Estímulo. Mesmo independentes, autoconfiantes, nós precisamos deles vez ou outra. Não falo do elogio, mas do estímulo certo para dar fôlego na caminhada. Talvez ele, o estímulo certo, esteja bem mais próximo de acontecer, que antes, para eu finalmente reunir os meus escritos e lançar um livro de crônicas.  O estímulo certo opera alguns pequenos milagres cotidianos. Um sorriso ou até um tapinha nas costas. Um e-mail do chefe dizendo que você está fazendo um bom serviço. O marido que elogia a comida/roupa/corpo/inteligência da mulher amada. Um desconhecido que te faz sorrir, porque leu algo que você escreveu e aquilo encontrou um sentido suficiente, um significado especial na sua vida. Um "Vamos lá, não desista!" naquelas horas em que o mundo parece querer te engolir. Naquele pequeno estímulo, você reconhece a grande força do universo. Propulsão. Voltei! Estimulada pelo meu leitor. Espero que não único! (risos).

16.8.14

Frase

"Hoje eu fiquei pensando que as relações de intensa convivência são como andar de slackline: tênue, arriscada, precisa de balanço e equilíbrio, paciência, foco, mas não deixa de ser uma divertida aventura...E o mais legal é que se você cair, pode começar tudo outra vez! Um divertido desafio" (Bia Amorim)

7.8.14

Lembrar. Viver. Sonhar.


Já preenchi muitas páginas com histórias. As minhas e as dos outros. Profissionalmente ou por lazer. Sempre com prazer. Vivi para ver e guardar instantes preciosos ou ouvi, para que todos conhecessem um pedaço daquela vida contada, narrada através da minha letra, da minha curiosidade, do meu olhar e do que o entrevistado tinha mesmo para dizer daquele instante na sua trajetória.
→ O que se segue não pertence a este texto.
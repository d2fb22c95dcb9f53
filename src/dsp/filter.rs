//! # One-Pole Lowpass Filter
//!
//! The simplest IIR lowpass. The reverb uses it twice:
//!
//! - inside every comb's feedback loop, as the **damping** filter that
//!   models high-frequency absorption (each trip around the loop loses
//!   a little more treble, so the tail darkens as it decays);
//! - at control rate, as the core of the
//!   [`ParameterSmoother`](super::smoother::ParameterSmoother).
//!
//! ## The Filter Equation
//!
//! ```text
//! y[n] = (1 - a) * x[n] + a * y[n-1]
//! ```
//!
//! - `a = 0.0` → output = input (passthrough)
//! - `a → 1.0` → heavy smoothing
//!
//! The DC gain is exactly 1 for any `a`, which matters in the comb
//! loop: damping never changes the low-frequency decay time that the
//! feedback gain was computed for, it only shortens the decay of the
//! highs.
//!
//! ## Computing the Coefficient from Frequency
//!
//! ```text
//! a = e^(-2π * cutoff_hz / sample_rate)
//! ```

use std::f32::consts::PI;

use super::{sanitize, Processor};

/// A one-pole (6 dB/octave) lowpass filter.
pub struct OnePoleFilter {
    /// Range: 0.0 (no filtering) to ~0.997 (20 Hz at 44.1 kHz).
    coefficient: f32,

    /// The previous output sample, the filter's only state.
    state: f32,
}

impl OnePoleFilter {
    /// Create a new filter initialized to passthrough (no filtering).
    pub fn new() -> Self {
        Self {
            coefficient: 0.0,
            state: 0.0,
        }
    }

    /// Update the filter coefficient for a given cutoff frequency.
    ///
    /// The cutoff is clamped to `20 Hz ..= 0.49 * sample_rate`. Below
    /// 20 Hz the coefficient crowds 1.0 and the filter stagnates; near
    /// Nyquist the mapping stops being meaningful.
    ///
    /// Example at 44100 Hz:
    /// - cutoff = 12000 Hz → coeff ≈ 0.18 (small room, bright tail)
    /// - cutoff = 2500 Hz  → coeff ≈ 0.70 (large hall, dark tail)
    pub fn set_cutoff(&mut self, cutoff_hz: f32, sample_rate: f32) {
        let safe_cutoff = cutoff_hz.clamp(20.0, sample_rate * 0.49);

        self.coefficient = (-2.0 * PI * safe_cutoff / sample_rate).exp();
    }

    /// Turn the filter into a passthrough, keeping its state.
    ///
    /// Freeze bypasses damping this way so the frozen loop keeps its
    /// full spectrum.
    pub fn bypass(&mut self) {
        self.coefficient = 0.0;
    }

    pub fn coefficient(&self) -> f32 {
        self.coefficient
    }

    /// Snap the filter's memory to `value`, so the next output starts
    /// there instead of gliding up from zero.
    pub fn reset_to(&mut self, value: f32) {
        self.state = sanitize(value);
    }
}

impl Default for OnePoleFilter {
    fn default() -> Self {
        Self::new()
    }
}

impl Processor for OnePoleFilter {
    /// ```text
    /// output = (1 - a) * input + a * state
    /// ```
    ///
    /// The stored state is sanitized; a NaN fed in once would otherwise
    /// poison every later output.
    #[inline]
    fn process(&mut self, input: f32) -> f32 {
        let output = (1.0 - self.coefficient) * input + self.coefficient * self.state;
        self.state = sanitize(output);
        output
    }

    fn reset(&mut self) {
        self.state = 0.0;
    }
}

// ─────────────────────────────────────────────────────────────────────
// Tests
// ─────────────────────────────────────────────────────────────────────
Ouvi muitas histórias as quais não posso contar. Algumas aparentemente revivi junto enquanto a pessoa me contava (choro, rio, penso, me comovo, me entrego, compreendo, consolo. Tudo parte de mim)
Outras, escutando "ao pé do ouvido", imaginei à minha maneira, escrevendo com letras do pensamento nas páginas do coração. E lá estão e voltam vez ou outra. 

Depois de adulta, descobri a graça de ser filha e que viver histórias com a minha mãe - e com quem amo também - é o maior legado que me deixam, enquanto juntos (as) estivermos. Diferentes demais, ela e eu, mas com a dádiva de sonhar, escrever e viajar - em quase todos os sentidos bons que essa palavra pode conter. As vezes, antes de dormir, olho as fotos do que já fiz e registrei nessa vida. Ou lembro de passagens registradas com as tintas do sentimento apenas. E como é bom. Lembrar. Viver. Sonhar. Passado, presente e futuro inseridos nessa bela equação.